Morphological studies: Normal morphological characters of fetuses appeared clearly in the control group, which were isolated from the uteri of pregnant rats on the 19th day of gestation (Fig. 1a). Fetuses of the diabetic mothers showed a retarted fetuses with very thin skin, very thin muscle layer under the skin, absence of eyelid and ear pinna, exencephaly and kyphosis in group D1 and D7 (Fig. 1b, d). On the other hand, fetuses of the diabetic mothers which were treated with parsley leaves extract showed somewhat normal appearance in size and length of fetuses, normal eyelid, normal tail, but some fetuses showed elongated narrow head, subcutaneous hemorrhage and resorbed body in groups D1+P and D7+P (Fig. 1c, e). Table 1 showed that the fetal weights were significantly lower in groups D1 and D7 compared to the control group. Administration of parsley extract recorded no significant change in D7+P group compared to the control group, but still significant decrease was still detected in group D1+P. Placental weight and index were significantly increased (p<0.05) in the diabetic groups (D1 and D7) and in D1+P group, but no significant changes were recorded in D7+P group.
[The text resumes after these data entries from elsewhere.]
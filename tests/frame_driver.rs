mod common;

use glam::{Mat4, Vec3, Vec4};
use scene_renderer::backend::ClearValue;
use scene_renderer::driver::{render_frame, update_frame, DriverConfig, EngineShared, FrameDriver};
use scene_renderer::material::{MaterialRef, MaterialUniform};
use scene_renderer::scene::{Component, Entity, Light, PointLight, TransformUniform};
use scene_renderer::{Perspective, SceneGraph, StandardMaterial};
use parking_lot::RwLock;
use std::sync::{mpsc, Arc};
use std::time::Duration;

/// Headless engine with one recorded surface perspective drawing one cube
fn engine() -> (EngineShared<scene_renderer::HeadlessGpu>, scene_renderer::scene::EntityId) {
    let (mut gpu, mut registry) = common::setup(2);
    let (scene, mut perspective, _material) = common::scene_with_cube(&mut gpu, &mut registry);
    let id = scene.find("cube").unwrap();

    perspective
        .record(&mut gpu, &scene, registry.light_buffer(), ClearValue::default())
        .unwrap();
    registry.register_perspective(perspective);

    (EngineShared::new(gpu, scene, registry), id)
}

#[test]
fn update_uploads_resolved_world_transforms() {
    let (shared, id) = engine();

    let position = Vec3::new(2.0, 3.0, -4.0);
    shared
        .scene
        .write()
        .get_mut(id)
        .unwrap()
        .transform_mut()
        .set_position(position);

    update_frame(&shared, 0.016);
    render_frame(&shared).unwrap();

    let scene = shared.scene.read();
    let entity = scene.get(id).unwrap();
    let expected = TransformUniform::from_world(Mat4::from_translation(position));
    let gpu = shared.gpu.lock();
    let data = gpu.buffer_data(entity.transform_buffer()).unwrap();
    assert_eq!(data, bytemuck::bytes_of(&expected));
}

#[test]
fn behaviors_run_before_transform_uploads() {
    let (shared, id) = engine();

    let target = Vec3::new(0.0, 9.0, 0.0);
    shared
        .scene
        .write()
        .get_mut(id)
        .unwrap()
        .set_behavior(Box::new(move |entity: &mut Entity, _dt: f32| {
            entity.transform_mut().set_position(target);
        }));

    update_frame(&shared, 0.016);
    render_frame(&shared).unwrap();

    // The same tick's upload already reflects the behavior's move
    let scene = shared.scene.read();
    let entity = scene.get(id).unwrap();
    let expected = TransformUniform::from_world(Mat4::from_translation(target));
    let gpu = shared.gpu.lock();
    let data = gpu.buffer_data(entity.transform_buffer()).unwrap();
    assert_eq!(data, bytemuck::bytes_of(&expected));
}

#[test]
fn update_packs_world_space_lights() {
    let (shared, _id) = engine();

    let position = Vec3::new(1.0, 2.0, 3.0);
    {
        let mut scene = shared.scene.write();
        let mut gpu = shared.gpu.lock();
        let lamp = scene.spawn(&mut *gpu, "lamp").unwrap();
        drop(gpu);
        let entity = scene.get_mut(lamp).unwrap();
        entity.transform_mut().set_position(position);
        entity.attach(Component::Light(Arc::new(RwLock::new(Light::Point(
            PointLight::default(),
        )))));
    }

    update_frame(&shared, 0.016);
    render_frame(&shared).unwrap();

    let gpu = shared.gpu.lock();
    let registry = shared.registry.read();
    let data = gpu.buffer_data(registry.light_buffer()).unwrap();

    let count = u32::from_le_bytes(data[0..4].try_into().unwrap());
    assert_eq!(count, 1);
    let x = f32::from_le_bytes(data[16..20].try_into().unwrap());
    let y = f32::from_le_bytes(data[20..24].try_into().unwrap());
    let z = f32::from_le_bytes(data[24..28].try_into().unwrap());
    assert_eq!(Vec3::new(x, y, z), position);
}

#[test]
fn uniform_writes_stage_until_a_frame_renders() {
    let (shared, id) = engine();

    let position = Vec3::new(5.0, 0.0, 1.0);
    shared
        .scene
        .write()
        .get_mut(id)
        .unwrap()
        .transform_mut()
        .set_position(position);

    update_frame(&shared, 0.016);

    // The tick staged the write; the device buffer is untouched until a
    // frame flushes the slot
    let transform_buffer = shared.scene.read().get(id).unwrap().transform_buffer();
    let expected = TransformUniform::from_world(Mat4::from_translation(position));
    {
        let gpu = shared.gpu.lock();
        let data = gpu.buffer_data(transform_buffer).unwrap();
        assert_ne!(data, bytemuck::bytes_of(&expected));
    }
    assert_eq!(shared.staging.write_slot(), 0);

    render_frame(&shared).unwrap();

    let gpu = shared.gpu.lock();
    let data = gpu.buffer_data(transform_buffer).unwrap();
    assert_eq!(data, bytemuck::bytes_of(&expected));
    // The frame also published the next staging slot to the update loop
    assert_eq!(shared.staging.write_slot(), 1);
}

#[test]
fn despawn_drops_staged_writes_with_the_entity() {
    let (shared, id) = engine();

    update_frame(&shared, 0.016);
    let transform_buffer = shared.scene.read().get(id).unwrap().transform_buffer();
    shared.despawn(id);

    // The next frame's flush has nothing left to write for the entity
    render_frame(&shared).unwrap();
    let gpu = shared.gpu.lock();
    assert!(gpu.buffer_data(transform_buffer).is_none());
    assert!(shared.scene.read().get(id).is_none());
}

#[test]
fn update_ticks_while_the_render_lock_is_held() {
    let (shared, _id) = engine();
    let shared = Arc::new(shared);

    // Pin the gpu mutex as a long frame would
    let gpu = shared.gpu.lock();

    let (tx, rx) = mpsc::channel();
    let tick_shared = Arc::clone(&shared);
    let ticker = std::thread::spawn(move || {
        update_frame(&tick_shared, 0.016);
        let _ = tx.send(());
    });

    rx.recv_timeout(Duration::from_secs(5))
        .expect("update tick stalled behind the gpu lock");
    drop(gpu);
    ticker.join().unwrap();
}

#[test]
fn materials_upload_even_when_their_entity_is_inactive() {
    let (mut gpu, mut registry) = common::setup(2);
    let mut perspective = Perspective::for_surface(&mut gpu, "main").unwrap();
    let key = perspective.key(0);
    let caches = common::standard_type(&mut gpu, &mut registry, key);
    let concrete = Arc::new(RwLock::new(
        StandardMaterial::new(&mut gpu, Arc::clone(&caches), key, registry.default_texture())
            .unwrap(),
    ));
    let uniform_buffer = concrete.read().uniform_buffer();
    let material: MaterialRef = concrete.clone();

    let mut scene = SceneGraph::new();
    let id = scene.spawn(&mut gpu, "cube").unwrap();
    let entity = scene.get_mut(id).unwrap();
    entity.attach(Component::Mesh(registry.mesh("Cube").unwrap()));
    entity.attach(Component::Material(Arc::clone(&material)));

    perspective
        .record(&mut gpu, &scene, registry.light_buffer(), ClearValue::default())
        .unwrap();
    registry.register_perspective(perspective);

    // Deactivation does not invalidate the recorded lists, so the entity
    // keeps drawing and its parameters must keep flowing
    scene.get_mut(id).unwrap().set_active(false);
    let color = Vec4::new(0.2, 0.4, 0.6, 1.0);
    concrete.write().set_base_color(color);

    let shared = EngineShared::new(gpu, scene, registry);
    update_frame(&shared, 0.016);
    render_frame(&shared).unwrap();

    let expected = MaterialUniform {
        base_color: color,
        surface: Vec4::new(0.0, 0.5, 0.0, 0.0),
        emissive: Vec4::ZERO,
    };
    let mut gpu = shared.gpu.lock();
    let data = gpu.buffer_data(uniform_buffer).unwrap();
    assert_eq!(data, bytemuck::bytes_of(&expected));

    let submitted = gpu.take_submitted();
    assert_eq!(gpu.command_list(submitted[0]).unwrap().draw_count(), 1);
}

#[test]
fn registry_held_materials_upload_uniforms() {
    let (mut gpu, mut registry) = common::setup(2);
    let perspective = Perspective::for_surface(&mut gpu, "main").unwrap();
    let key = perspective.key(0);
    let caches = common::standard_type(&mut gpu, &mut registry, key);
    let concrete = Arc::new(RwLock::new(
        StandardMaterial::new(&mut gpu, Arc::clone(&caches), key, registry.default_texture())
            .unwrap(),
    ));
    let uniform_buffer = concrete.read().uniform_buffer();
    let emissive = Vec4::new(0.0, 1.0, 0.0, 1.0);
    concrete.write().set_emissive(emissive);

    // Held by the registry only, attached to no entity
    let material: MaterialRef = concrete.clone();
    registry.register_material("glow", material);
    registry.register_perspective(perspective);

    let shared = EngineShared::new(gpu, SceneGraph::new(), registry);
    update_frame(&shared, 0.016);
    render_frame(&shared).unwrap();

    let expected = MaterialUniform {
        base_color: Vec4::ONE,
        surface: Vec4::new(0.0, 0.5, 0.0, 0.0),
        emissive,
    };
    let gpu = shared.gpu.lock();
    let data = gpu.buffer_data(uniform_buffer).unwrap();
    assert_eq!(data, bytemuck::bytes_of(&expected));
}

#[test]
fn render_submits_the_acquired_image_list_and_presents() {
    let (shared, _id) = engine();

    render_frame(&shared).unwrap();
    render_frame(&shared).unwrap();

    let mut gpu = shared.gpu.lock();
    assert_eq!(gpu.frames_presented(), 2);

    let submitted = gpu.take_submitted();
    assert_eq!(submitted.len(), 2);
    // Round-robin acquire: consecutive frames submit different per-image lists
    let first = gpu.command_list(submitted[0]).unwrap().surface_index;
    let second = gpu.command_list(submitted[1]).unwrap().surface_index;
    assert_ne!(first, second);
}

#[test]
fn surface_loss_rebuilds_pipelines_and_re_records() {
    let (shared, _id) = engine();

    render_frame(&shared).unwrap();

    let pipelines_before = {
        let mut gpu = shared.gpu.lock();
        gpu.force_surface_out_of_date();
        gpu.pipelines_created()
    };

    // The out-of-date frame recovers instead of presenting
    render_frame(&shared).unwrap();
    {
        let gpu = shared.gpu.lock();
        assert_eq!(gpu.frames_presented(), 1);
        assert!(gpu.pipelines_created() > pipelines_before);
    }

    // The next frame renders with the rebuilt state
    render_frame(&shared).unwrap();
    let gpu = shared.gpu.lock();
    assert_eq!(gpu.frames_presented(), 2);
}

#[test]
fn driver_threads_run_and_stop_on_request() {
    let (shared, _id) = engine();
    let shared = Arc::new(shared);

    let driver = FrameDriver::launch(
        Arc::clone(&shared),
        DriverConfig {
            update_interval: Duration::from_millis(1),
        },
    );
    std::thread::sleep(Duration::from_millis(50));
    shared.request_quit();
    driver.join();

    let gpu = shared.gpu.lock();
    assert!(gpu.frames_presented() > 0);
}

#[test]
fn shutdown_waits_for_the_gpu_to_drain() {
    let (shared, _id) = engine();
    let shared = Arc::new(shared);

    let driver = FrameDriver::launch(
        Arc::clone(&shared),
        DriverConfig {
            update_interval: Duration::from_millis(1),
        },
    );
    std::thread::sleep(Duration::from_millis(20));
    shared.request_quit();
    driver.join();

    // The render loop drains in-flight work before releasing the backend
    let gpu = shared.gpu.lock();
    assert!(gpu.idle_waits() >= 1);
}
Biochemical studies: A significant increase in fasting glucose level was observed in D1 and D7 groups (152.2±22.18, 140.6±17.47) respectively compared to the control group (80.4±12.50), but improvement in glucose level was realized in group D1+P and D7+P (101.8±10.73, 99.0±16.82) respectively compared to the control group. The present results showed no significant change (p>0.05 ) in the mean values of blood urea level in D1+P and D7+P groups (33.00±4.63 and 30.60±5.96 mg dL–1) respectively, but there was a highly significant increase (p<0.01) in D1 group (41.60±2.31 mg dL–1) and significant increase in D7 group (37.40±4.09 mg dL–1), compared to the control group (29.4±5.07).

Table 1:Statistical analysis of fetal weight, placental weights and placental index in the different experimental groups
Each value represented the mean±standard deviation (SD). The values are considered significant at *p<0.05 and highly significant at **p<0.01 compared to the control group. C: Control, D1: Diabetic pregnant rats on day 1 of gestation, D1+P: Diabetic and parsley leave extract on day 1 of gestation, D7: Diabetic pregnant rats on day 7 of gestation, D7+P: Diabetic and parsley leave extract on day 7 of gestation

Fig. 1(a-e):
Showing isolated fetuses on day 19 of gestation, (a) Normal morphological characters of fetuses of the control group, (b, d) Retarted fetuses with very thin skin, very thin muscle layer under the skin, absence of eyelid (ey) and ear pinna (ea), exencephaly (ex) and kyphosis (k) in groups D1 and D7, (c,e) showing slight improvement in size and length of fetuses, normal eyelid (ey), normal tail (T), but some fetuses show elongated narrow head, subcutaneous hemorrhage (h) and resorbed body (↓↓) in groups D1+P

There was no significant change (p>0.05) in the mean values of the serum creatinine level in groups D1+P and D7+P, where the values reached 0.76±0.04 and 0.86±0.16 mg dL–1, respectively. But it showed significant increase (p<0.05) in groups D1 and D7 (1.03±0.13 and 0.98±0.17 mg dL–1) respectively compared to the control group (0.77±0.13 mg dL–1).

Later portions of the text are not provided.